I frequenti disturbi delle società umane aumentano la capacità delle popolazioni di resistere e riprendersi dalle successive recessioni, una Natura la carta indica. Lo studio, che analizza 30.000 anni di storia umana, ha implicazioni per la futura crescita e resilienza della popolazione e per le iniziative contemporanee di costruzione della resilienza.

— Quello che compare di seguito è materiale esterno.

//! Channel client: one logical connection, reconnected with backoff.
//!
//! Lifecycle:
//! - `connect` opens a socket and spawns a reader task for it
//! - the reader dispatches frames in arrival order, then reports the close
//! - every close not caused by `disconnect` schedules a reconnect timer
//! - `disconnect` cancels the timer, aborts a pending open, and closes the socket
//!
//! Each socket carries a generation number. Events from a superseded socket
//! are ignored, so a late close can never schedule a duplicate reconnect.

use std::sync::{Arc, Weak};

use parking_lot::Mutex;
use tokio::sync::{mpsc, watch};
use tokio::task::JoinHandle;

use invoicerelay_core::error::{RelayError, Result};
use invoicerelay_core::Envelope;

use crate::channel::backoff::Backoff;
use crate::channel::registry::{ListenerRegistry, ListenerResult, Subscription};
use crate::config::ChannelConfig;
use crate::transport::{codec, endpoint_url, Connector, Socket, TransportEvent, WsConnector};

/// Credential source, called once per connection attempt.
pub type TokenSupplier = Arc<dyn Fn() -> Option<String> + Send + Sync>;

/// Connection status.
#[derive(Debug, Clone, Copy, PartialEq, Eq)]
pub enum Status {
    Idle,
    Connecting,
    Open,
    Closing,
    Closed,
}

impl Status {
    pub fn as_str(self) -> &'static str {
        match self {
            Status::Idle => "idle",
            Status::Connecting => "connecting",
            Status::Open => "open",
            Status::Closing => "closing",
            Status::Closed => "closed",
        }
    }
}

impl std::fmt::Display for Status {
    fn fmt(&self, f: &mut std::fmt::Formatter<'_>) -> std::fmt::Result {
        f.write_str(self.as_str())
    }
}

#[derive(Debug)]
struct CloseInfo {
    code: Option<u16>,
    reason: String,
}

struct ConnState {
    endpoint: Option<String>,
    socket: Option<mpsc::UnboundedSender<String>>,
    generation: u64,
    reconnect_attempts: u32,
    should_reconnect: bool,
    /// Pending reconnect, tagged with the generation whose close scheduled it.
    reconnect_timer: Option<(u64, JoinHandle<()>)>,
}

struct Inner {
    base_url: String,
    backoff: Backoff,
    connector: Arc<dyn Connector>,
    tokens: TokenSupplier,
    registry: Arc<ListenerRegistry>,
    status: watch::Sender<Status>,
    shutdown: watch::Sender<bool>,
    state: Mutex<ConnState>,
}

impl Drop for Inner {
    fn drop(&mut self) {
        if let Some((_, timer)) = self.state.get_mut().reconnect_timer.take() {
            timer.abort();
        }
    }
}

/// Reconnecting publish/subscribe client for one endpoint.
///
/// Clones share the same connection and listeners. Background tasks only hold
/// weak references, so dropping the last clone tears everything down.
#[derive(Clone)]
pub struct ChannelClient {
    inner: Arc<Inner>,
}

impl ChannelClient {
    /// Client over the WebSocket transport.
    pub fn new<T>(cfg: &ChannelConfig, tokens: T) -> Self
    where
        T: Fn() -> Option<String> + Send + Sync + 'static,
    {
        Self::with_connector(cfg, Arc::new(tokens), Arc::new(WsConnector::new()))
    }

    pub fn with_connector(
        cfg: &ChannelConfig,
        tokens: TokenSupplier,
        connector: Arc<dyn Connector>,
    ) -> Self {
        let (status, _) = watch::channel(Status::Idle);
        let (shutdown, _) = watch::channel(false);
        Self {
            inner: Arc::new(Inner {
                base_url: cfg.base_url.clone(),
                backoff: Backoff::from_config(cfg),
                connector,
                tokens,
                registry: Arc::new(ListenerRegistry::new()),
                status,
                shutdown,
                state: Mutex::new(ConnState {
                    endpoint: None,
                    socket: None,
                    generation: 0,
                    reconnect_attempts: 0,
                    should_reconnect: true,
                    reconnect_timer: None,
                }),
            }),
        }
    }

    /// Open the channel to `endpoint` and wait until the socket is open.
    ///
    /// Fails with `ConnectionInProgress` while another attempt is pending,
    /// `Disconnected` after [`disconnect`](Self::disconnect), and `Transport`
    /// when the open fails or is aborted. A failed open still counts as a
    /// close, so it schedules a reconnect like any other unexpected close.
    pub async fn connect(&self, endpoint: &str) -> Result<()> {
        let generation = {
            let mut st = self.inner.state.lock();
            if !st.should_reconnect {
                return Err(RelayError::Disconnected);
            }
            let status = *self.inner.status.borrow();
            match status {
                Status::Connecting => return Err(RelayError::ConnectionInProgress),
                Status::Open if st.endpoint.as_deref() == Some(endpoint) => return Ok(()),
                _ => {}
            }
            if let Some((_, timer)) = st.reconnect_timer.take() {
                timer.abort();
            }
            st.generation += 1;
            // an open socket to another endpoint is replaced, not reused
            st.socket = None;
            st.endpoint = Some(endpoint.to_owned());
            self.inner.status.send_replace(Status::Connecting);
            st.generation
        };

        let token = (self.inner.tokens)();
        let url = match endpoint_url(&self.inner.base_url, endpoint, token.as_deref()) {
            Ok(url) => url,
            Err(e) => {
                self.inner.abandon(generation);
                return Err(e);
            }
        };

        tracing::info!(endpoint, path = url.path(), generation, "connecting");

        let mut shutdown = self.inner.shutdown.subscribe();
        let opened = tokio::select! {
            res = self.inner.connector.open(url.as_str()) => res,
            _ = shutdown.wait_for(|stop| *stop) => {
                Err(RelayError::Transport("connect aborted by disconnect".into()))
            }
        };

        match opened {
            Ok(socket) => Inner::on_open(&self.inner, generation, endpoint, socket),
            Err(e) => {
                tracing::error!(endpoint, error = %e, "connect failed");
                Inner::on_close(
                    &self.inner,
                    generation,
                    CloseInfo {
                        code: None,
                        reason: e.to_string(),
                    },
                );
                Err(e)
            }
        }
    }

    /// Stop for good: no more reconnects, pending timer cancelled, socket closed.
    /// Safe to call any number of times, from any state.
    pub fn disconnect(&self) {
        let mut st = self.inner.state.lock();
        let first = st.should_reconnect;
        st.should_reconnect = false;
        self.inner.shutdown.send_replace(true);

        if let Some((_, timer)) = st.reconnect_timer.take() {
            timer.abort();
        }

        match st.socket.take() {
            // dropping the outbound queue starts the close handshake;
            // the reader moves us to `closed` once the transport confirms
            Some(outbound) => {
                drop(outbound);
                self.inner.status.send_replace(Status::Closing);
            }
            None => {
                let status = *self.inner.status.borrow();
                if status != Status::Closing {
                    st.generation += 1;
                    self.inner.status.send_replace(Status::Closed);
                }
            }
        }

        if first {
            tracing::info!(endpoint = st.endpoint.as_deref().unwrap_or("-"), "disconnected");
        }
    }

    /// Register `handler` for `kind`. Handlers for one kind run in registration order.
    pub fn on<F>(&self, kind: impl Into<String>, handler: F) -> Subscription
    where
        F: Fn(&Envelope) -> ListenerResult + Send + Sync + 'static,
    {
        self.inner.registry.insert(kind, handler)
    }

    /// Fire-and-forget send. Dropped with a warning unless the channel is open.
    pub fn send(&self, env: &Envelope) {
        let st = self.inner.state.lock();
        let status = *self.inner.status.borrow();

        let outbound = match (&st.socket, status) {
            (Some(outbound), Status::Open) => outbound,
            _ => {
                let err = RelayError::SendWhileClosed {
                    kind: env.kind.clone(),
                };
                tracing::warn!(code = err.code().as_str(), %status, error = %err, "dropping outbound message");
                return;
            }
        };

        match codec::encode(env) {
            Ok(text) => {
                if outbound.send(text).is_err() {
                    tracing::warn!(kind = %env.kind, "transport writer gone, message dropped");
                }
            }
            Err(e) => tracing::error!(kind = %env.kind, error = %e, "encode failed"),
        }
    }

    pub fn status(&self) -> Status {
        *self.inner.status.borrow()
    }

    pub fn watch_status(&self) -> watch::Receiver<Status> {
        self.inner.status.subscribe()
    }

    pub fn is_connected(&self) -> bool {
        self.status() == Status::Open
    }

    pub fn reconnect_attempts(&self) -> u32 {
        self.inner.state.lock().reconnect_attempts
    }

    pub fn endpoint(&self) -> Option<String> {
        self.inner.state.lock().endpoint.clone()
    }

    pub fn listener_count(&self, kind: &str) -> usize {
        self.inner.registry.listener_count(kind)
    }

    fn should_reconnect(&self) -> bool {
        self.inner.state.lock().should_reconnect
    }
}

impl Inner {
    fn on_open(inner: &Arc<Inner>, generation: u64, endpoint: &str, socket: Socket) -> Result<()> {
        let Socket { outbound, inbound } = socket;

        let mut st = inner.state.lock();
        if st.generation != generation || !st.should_reconnect {
            // superseded while opening; dropping `outbound` closes the new socket
            return Err(RelayError::Transport("connect aborted".into()));
        }
        st.socket = Some(outbound);
        st.reconnect_attempts = 0;
        inner.status.send_replace(Status::Open);
        drop(st);

        tokio::spawn(read_loop(Arc::downgrade(inner), generation, inbound));
        tracing::info!(endpoint, generation, "channel open");
        Ok(())
    }

    /// Attempt ended before any socket existed (e.g. bad URL). No reconnect.
    fn abandon(&self, generation: u64) {
        let st = self.state.lock();
        if st.generation == generation {
            self.status.send_replace(Status::Closed);
        }
    }

    fn deliver(&self, generation: u64, frame: &str) {
        if *self.shutdown.borrow() || self.state.lock().generation != generation {
            return;
        }
        match codec::decode(frame) {
            Ok(env) => {
                self.registry.dispatch(&env);
            }
            Err(e) => {
                tracing::warn!(code = e.code().as_str(), error = %e, "dropping inbound frame");
            }
        }
    }

    /// The single place that decides whether to reconnect.
    fn on_close(inner: &Arc<Inner>, generation: u64, close: CloseInfo) {
        let mut st = inner.state.lock();
        if st.generation != generation {
            tracing::debug!(generation, "ignoring close of superseded socket");
            return;
        }
        st.socket = None;
        inner.status.send_replace(Status::Closed);

        let endpoint = st.endpoint.clone().unwrap_or_default();
        tracing::info!(endpoint = %endpoint, code = ?close.code, reason = %close.reason, "channel closed");

        if !st.should_reconnect {
            return;
        }
        if !inner.backoff.allows(st.reconnect_attempts) {
            tracing::warn!(
                endpoint = %endpoint,
                attempts = st.reconnect_attempts,
                "reconnect attempts exhausted, staying closed"
            );
            return;
        }

        st.reconnect_attempts += 1;
        let attempt = st.reconnect_attempts;
        let delay = inner.backoff.delay(attempt);
        tracing::info!(
            endpoint = %endpoint,
            attempt,
            delay_ms = delay.as_millis() as u64,
            "scheduling reconnect"
        );

        let weak = Arc::downgrade(inner);
        let timer = tokio::spawn(async move {
            tokio::time::sleep(delay).await;
            let Some(inner) = weak.upgrade() else { return };
            {
                // once fired, this task is no longer a cancellable timer
                let mut st = inner.state.lock();
                let ours = matches!(st.reconnect_timer, Some((scheduled_by, _)) if scheduled_by == generation);
                if !ours {
                    return;
                }
                st.reconnect_timer = None;
            }

            let client = ChannelClient { inner };
            if !client.should_reconnect() {
                return;
            }
            if let Err(e) = client.connect(&endpoint).await {
                tracing::warn!(endpoint = %endpoint, attempt, error = %e, "reconnect failed");
            }
        });

        if let Some((_, stale)) = st.reconnect_timer.replace((generation, timer)) {
            stale.abort();
        }
    }
}

async fn read_loop(
    inner: Weak<Inner>,
    generation: u64,
    mut inbound: mpsc::UnboundedReceiver<TransportEvent>,
) {
    let close = loop {
        let Some(event) = inbound.recv().await else {
            break CloseInfo {
                code: None,
                reason: "transport dropped".into(),
            };
        };
        let Some(strong) = inner.upgrade() else { return };

        match event {
            TransportEvent::Text(frame) => strong.deliver(generation, &frame),
            TransportEvent::Error(e) => {
                let err = RelayError::Transport(e);
                tracing::warn!(code = err.code().as_str(), error = %err, generation, "socket error");
            }
            TransportEvent::Closed { code, reason } => break CloseInfo { code, reason },
        }
    };

    if let Some(strong) = inner.upgrade() {
        Inner::on_close(&strong, generation, close);
    }
}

La resilienza, la capacità di resistere e riprendersi dopo le crisi, è fondamentale per il benessere e la continua esistenza di tutte le società umane. Gran parte della ricerca si è concentrata sulla resilienza nel presente, ma i fattori che sono alla base della resilienza a lungo termine sono stati studiati meno bene.
Per affrontare questo squilibrio, Philip Riris e colleghi hanno quantificato i modelli di resistenza della popolazione preistorica ai disturbi ambientali o culturali. La loro meta-analisi copre un periodo di 30.000 anni e ricava dati da 16 località in tutto il mondo.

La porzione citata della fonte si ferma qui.